Man mag es kaum glauben, dass bere­its die zweite Hal­bzeit des schö­nen, reichen Mozart-Jubiläum­s­jahres ein­geläutet wurde. So viel Kost­bares ist inzwis­chen ent­standen auf dem lit­er­arisch-wis­senschaftlichen wie auf dem medi­alen und Ton­trägersek­tor. Auf eine neue Auf­nahme des Requiems ist man natür­lich beson­ders ges­pan­nt, sind doch inzwis­chen alle Rät­sel gelöst um den so genan­nten geheimnisvollen Boten, und die Reha­bil­i­ta­tion des Franz Xaver Süss­mayr gilt auch als abgeschlossen.
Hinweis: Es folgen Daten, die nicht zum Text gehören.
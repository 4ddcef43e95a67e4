//! Domain events and notification side effects
//!
//! Lifecycle operations never talk to the outside world directly: they
//! return the events they produced plus the notifications those events
//! address, and the caller hands them to a [`NotificationSink`].
//! Notification delivery is best-effort by contract; a failing sink must
//! never roll back the lifecycle transaction that produced the event.

use crate::application::ApplicationStatus;
use crate::entity::{ApplicationId, AssignmentId, ProjectId, UserId};
use crate::project::ProjectStatus;
use schemars::JsonSchema;
use serde::{Deserialize, Serialize};
use uuid::Uuid;

/// Base trait for all domain events
pub trait DomainEvent: Send + Sync + std::fmt::Debug {
    /// Get the aggregate ID this event relates to
    fn aggregate_id(&self) -> Uuid;

    /// Get the event type name
    fn event_type(&self) -> &'static str;
}

/// Everything the lifecycle engine can report having done
#[derive(Debug, Clone, PartialEq, Eq, Serialize, Deserialize, JsonSchema)]
pub enum LifecycleEvent {
    /// A project was proposed under an assignment
    ProjectCreated {
        /// The new project
        project_id: ProjectId,
        /// The assignment it belongs to
        assignment_id: AssignmentId,
        /// Who created it
        actor: UserId,
    },
    /// A project's status moved along the state machine
    StatusChanged {
        /// The project whose status changed
        project_id: ProjectId,
        /// Who drove the transition
        actor: UserId,
        /// Status before
        from: ProjectStatus,
        /// Status after
        to: ProjectStatus,
    },
    /// Someone applied to a published project
    ApplicationSubmitted {
        /// The new application
        application_id: ApplicationId,
        /// The project applied to
        project_id: ProjectId,
        /// Who applied
        applicant: UserId,
    },
    /// The product owner decided on an application
    ApplicationReviewed {
        /// The application decided on
        application_id: ApplicationId,
        /// The project applied to
        project_id: ProjectId,
        /// The applicant the decision concerns
        applicant: UserId,
        /// The decision
        decision: ApplicationStatus,
    },
    /// An approved applicant joined the roster
    UserJoined {
        /// The project joined
        project_id: ProjectId,
        /// The new member
        user_id: UserId,
    },
    /// A sibling application was rejected because its applicant joined
    /// a different project in the same assignment
    ApplicationAutoRejected {
        /// The rejected application
        application_id: ApplicationId,
        /// The project it had applied to
        project_id: ProjectId,
        /// The applicant
        applicant: UserId,
    },
    /// A member was removed from the roster
    MemberRemoved {
        /// The project the member left
        project_id: ProjectId,
        /// The removed member
        member: UserId,
        /// Who removed them
        actor: UserId,
    },
    /// A project's content was cloned into another assignment
    ProjectImported {
        /// The project that was copied
        source_project_id: ProjectId,
        /// The fresh pending copy
        new_project_id: ProjectId,
        /// The assignment the copy lives under
        target_assignment_id: AssignmentId,
        /// Who imported it
        actor: UserId,
    },
    /// Accountability for a project moved to a different user
    ProductOwnerReassigned {
        /// The project concerned
        project_id: ProjectId,
        /// Previous owner
        previous_owner: UserId,
        /// New owner
        new_owner: UserId,
    },
    /// A reviewer recorded or revised a judgement
    ReviewRecorded {
        /// The project reviewed
        project_id: ProjectId,
        /// The reviewer
        reviewer: UserId,
    },
}

impl DomainEvent for LifecycleEvent {
    fn aggregate_id(&self) -> Uuid {
        use LifecycleEvent::*;

        match self {
            ProjectCreated { project_id, .. }
            | StatusChanged { project_id, .. }
            | UserJoined { project_id, .. }
            | MemberRemoved { project_id, .. }
            | ProductOwnerReassigned { project_id, .. }
            | ReviewRecorded { project_id, .. } => (*project_id).into(),
            ApplicationSubmitted { application_id, .. }
            | ApplicationReviewed { application_id, .. }
            | ApplicationAutoRejected { application_id, .. } => (*application_id).into(),
            ProjectImported { new_project_id, .. } => (*new_project_id).into(),
        }
    }

    fn event_type(&self) -> &'static str {
        use LifecycleEvent::*;

        match self {
            ProjectCreated { .. } => "ProjectCreated",
            StatusChanged { .. } => "StatusChanged",
            ApplicationSubmitted { .. } => "ApplicationSubmitted",
            ApplicationReviewed { .. } => "ApplicationReviewed",
            UserJoined { .. } => "UserJoined",
            ApplicationAutoRejected { .. } => "ApplicationAutoRejected",
            MemberRemoved { .. } => "MemberRemoved",
            ProjectImported { .. } => "ProjectImported",
            ProductOwnerReassigned { .. } => "ProductOwnerReassigned",
            ReviewRecorded { .. } => "ReviewRecorded",
        }
    }
}

/// A message addressed to one recipient, produced by a lifecycle event
#[derive(Debug, Clone, PartialEq, Eq, Serialize, Deserialize, JsonSchema)]
pub struct Notification {
    /// Who should receive the message
    pub recipient: UserId,
    /// Human-readable message
    pub message: String,
    /// Optional link to the entity the message concerns
    pub link: Option<String>,
}

impl Notification {
    /// Create a notification without a link
    pub fn new(recipient: UserId, message: impl Into<String>) -> Self {
        Self {
            recipient,
            message: message.into(),
            link: None,
        }
    }

    /// Attach a link
    pub fn with_link(mut self, link: impl Into<String>) -> Self {
        self.link = Some(link.into());
        self
    }
}

/// Fire-and-forget delivery collaborator
///
/// Implemented externally (mail, WebSocket push); the engine only hands
/// notifications over.
pub trait NotificationSink: Send + Sync {
    /// Deliver one notification
    fn emit(&self, notification: &Notification) -> Result<(), String>;
}

/// Deliver a batch best-effort: failures are logged, never propagated
pub fn dispatch_all(sink: &dyn NotificationSink, notifications: &[Notification]) {
    for notification in notifications {
        if let Err(reason) = sink.emit(notification) {
            tracing::warn!(
                recipient = %notification.recipient,
                %reason,
                "notification delivery failed; continuing"
            );
        }
    }
}

/// Recording sink for tests
#[derive(Clone, Default)]
pub struct RecordingSink {
    delivered: std::sync::Arc<std::sync::RwLock<Vec<Notification>>>,
}

impl RecordingSink {
    /// Create an empty recording sink
    pub fn new() -> Self {
        Self::default()
    }

    /// Everything delivered so far
    pub fn delivered(&self) -> Vec<Notification> {
        self.delivered.read().unwrap().clone()
    }
}

impl NotificationSink for RecordingSink {
    fn emit(&self, notification: &Notification) -> Result<(), String> {
        self.delivered.write().unwrap().push(notification.clone());
        Ok(())
    }
}

#[cfg(test)]
mod tests {
    use super::*;

    struct FailingSink;

    impl NotificationSink for FailingSink {
        fn emit(&self, _notification: &Notification) -> Result<(), String> {
            Err("smtp down".to_string())
        }
    }

    #[test]
    fn event_types_are_stable() {
        let event = LifecycleEvent::UserJoined {
            project_id: ProjectId::new(),
            user_id: UserId::new(),
        };
        assert_eq!(event.event_type(), "UserJoined");
    }

    #[test]
    fn aggregate_id_points_at_the_application_for_application_events() {
        let application_id = ApplicationId::new();
        let event = LifecycleEvent::ApplicationSubmitted {
            application_id,
            project_id: ProjectId::new(),
            applicant: UserId::new(),
        };
        assert_eq!(event.aggregate_id(), (*application_id.as_uuid()));
    }

    #[test]
    fn dispatch_swallows_sink_failures() {
        let notifications = vec![Notification::new(UserId::new(), "hello")];
        // Must not panic or propagate.
        dispatch_all(&FailingSink, &notifications);
    }

    #[test]
    fn recording_sink_captures_in_order() {
        let sink = RecordingSink::new();
        let a = Notification::new(UserId::new(), "first");
        let b = Notification::new(UserId::new(), "second").with_link("/projects/1");
        dispatch_all(&sink, &[a.clone(), b.clone()]);

        assert_eq!(sink.delivered(), vec![a, b]);
    }
}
Nun also zu den Vorzü­gen der „Leipziger“ Toten­messe. Jed­er einzelne Satz gewin­nt sofort sein eigenes Pro­fil, nimmt Schwung auf und besticht durch eine verblüf­fende Mis­chung aus Kraft und Leichtigkeit. Wun­der­bar artikuliertes und artikulieren­des Musizieren im Orch­ester kor­re­spondiert mit ein­er Lebendigkeit und Präzi­sion des Chors, der sich durch Aus­ge­wogen­heit und Durch­hör­barkeit bis in die kle­in­sten Details ausze­ich­net. Die Leipziger sin­gen schlichtweg auf dem Niveau der weltbesten Kam­mer­chöre. In dieses Musizieren fügt sich das aus­geze­ich­nete Solis­te­nensem­ble mit dem beein­druck­enden Solo-Posaunis­ten har­monisch ein. Sel­ten hat man eine Requiem-Inter­pre­ta­tion ver­nom­men, die als Ganzes und in den Teilen solcher­maßen als Ein­heit daherkommt. Diese Auf­nahme lässt durch ihre Ern­sthaftigkeit und zugle­ich Spiel­laune (Fugen-Abschnitte!) wie kaum eine andere erah­nen, ja macht glauben, welche Ein­stel­lung Mozart bei der Kom­po­si­tion bes­timmt haben mochte: Den Tod nicht darstellen als Schreck­ge­spenst, son­dern als den, welchen er – prak­tisch von Kind an – als seinen „besten Fre­und“ zu beze­ich­nen pflegte.
Auf gle­ichem Stan­dard wer­den auch die bei­den der CD zugegebe­nen Werke Inter natus mulierum und Mis­eri­cor­dias Domi­ni musiziert.